* ACTIVITY *
Review the listing and copy each line that holds the word "ContactId".
- Opening Delimiter -
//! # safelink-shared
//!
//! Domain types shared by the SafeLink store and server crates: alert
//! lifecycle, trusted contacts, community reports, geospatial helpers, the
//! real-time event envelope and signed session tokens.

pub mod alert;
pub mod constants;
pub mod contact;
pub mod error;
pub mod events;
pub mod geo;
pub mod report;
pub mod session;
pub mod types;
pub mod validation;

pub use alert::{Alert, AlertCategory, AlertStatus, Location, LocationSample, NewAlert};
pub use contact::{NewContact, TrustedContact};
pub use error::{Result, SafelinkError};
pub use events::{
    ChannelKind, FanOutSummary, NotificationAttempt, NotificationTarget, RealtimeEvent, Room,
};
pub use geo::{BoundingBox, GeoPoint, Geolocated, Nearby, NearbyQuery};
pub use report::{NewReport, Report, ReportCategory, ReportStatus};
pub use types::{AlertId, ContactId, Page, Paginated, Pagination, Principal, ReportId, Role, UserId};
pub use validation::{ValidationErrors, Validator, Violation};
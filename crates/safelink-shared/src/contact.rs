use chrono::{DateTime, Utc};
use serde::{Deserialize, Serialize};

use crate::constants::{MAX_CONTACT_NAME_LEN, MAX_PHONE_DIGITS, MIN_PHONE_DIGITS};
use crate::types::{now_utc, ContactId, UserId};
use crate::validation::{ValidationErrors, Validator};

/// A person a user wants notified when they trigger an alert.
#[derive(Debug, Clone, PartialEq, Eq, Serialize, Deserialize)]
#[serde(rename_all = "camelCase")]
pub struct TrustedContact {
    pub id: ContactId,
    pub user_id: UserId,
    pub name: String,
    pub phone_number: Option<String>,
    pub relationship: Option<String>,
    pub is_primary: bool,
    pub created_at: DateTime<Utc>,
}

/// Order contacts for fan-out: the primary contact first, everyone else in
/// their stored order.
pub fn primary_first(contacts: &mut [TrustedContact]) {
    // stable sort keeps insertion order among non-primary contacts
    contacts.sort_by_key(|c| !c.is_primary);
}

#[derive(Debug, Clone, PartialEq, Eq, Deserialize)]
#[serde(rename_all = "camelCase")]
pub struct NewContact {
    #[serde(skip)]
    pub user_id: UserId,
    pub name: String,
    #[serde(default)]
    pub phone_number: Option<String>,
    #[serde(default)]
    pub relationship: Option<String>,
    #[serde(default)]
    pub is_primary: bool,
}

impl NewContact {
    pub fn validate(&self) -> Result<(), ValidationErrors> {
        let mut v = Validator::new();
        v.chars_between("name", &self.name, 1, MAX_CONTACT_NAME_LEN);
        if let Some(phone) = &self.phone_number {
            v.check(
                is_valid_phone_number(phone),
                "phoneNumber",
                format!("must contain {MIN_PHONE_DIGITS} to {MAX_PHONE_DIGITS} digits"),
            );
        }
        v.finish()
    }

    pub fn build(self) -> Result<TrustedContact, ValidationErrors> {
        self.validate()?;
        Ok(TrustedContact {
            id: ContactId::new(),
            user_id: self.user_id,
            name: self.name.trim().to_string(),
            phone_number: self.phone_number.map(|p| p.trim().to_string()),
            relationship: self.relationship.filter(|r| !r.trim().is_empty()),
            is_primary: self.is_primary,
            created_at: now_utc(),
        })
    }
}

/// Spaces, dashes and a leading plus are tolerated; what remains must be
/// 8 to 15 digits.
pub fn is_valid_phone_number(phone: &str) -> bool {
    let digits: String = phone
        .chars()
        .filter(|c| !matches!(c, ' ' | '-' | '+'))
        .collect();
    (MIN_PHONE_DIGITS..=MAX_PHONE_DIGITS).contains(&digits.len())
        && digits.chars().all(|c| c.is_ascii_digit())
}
- Closing Delimiter -
* RESPONSE FOR THIS EXERCISE *
pub use types::{AlertId, ContactId, Page, Paginated, Pagination, Principal, ReportId, Role, UserId};
use crate::types::{now_utc, ContactId, UserId};
    pub id: ContactId,
            id: ContactId::new(),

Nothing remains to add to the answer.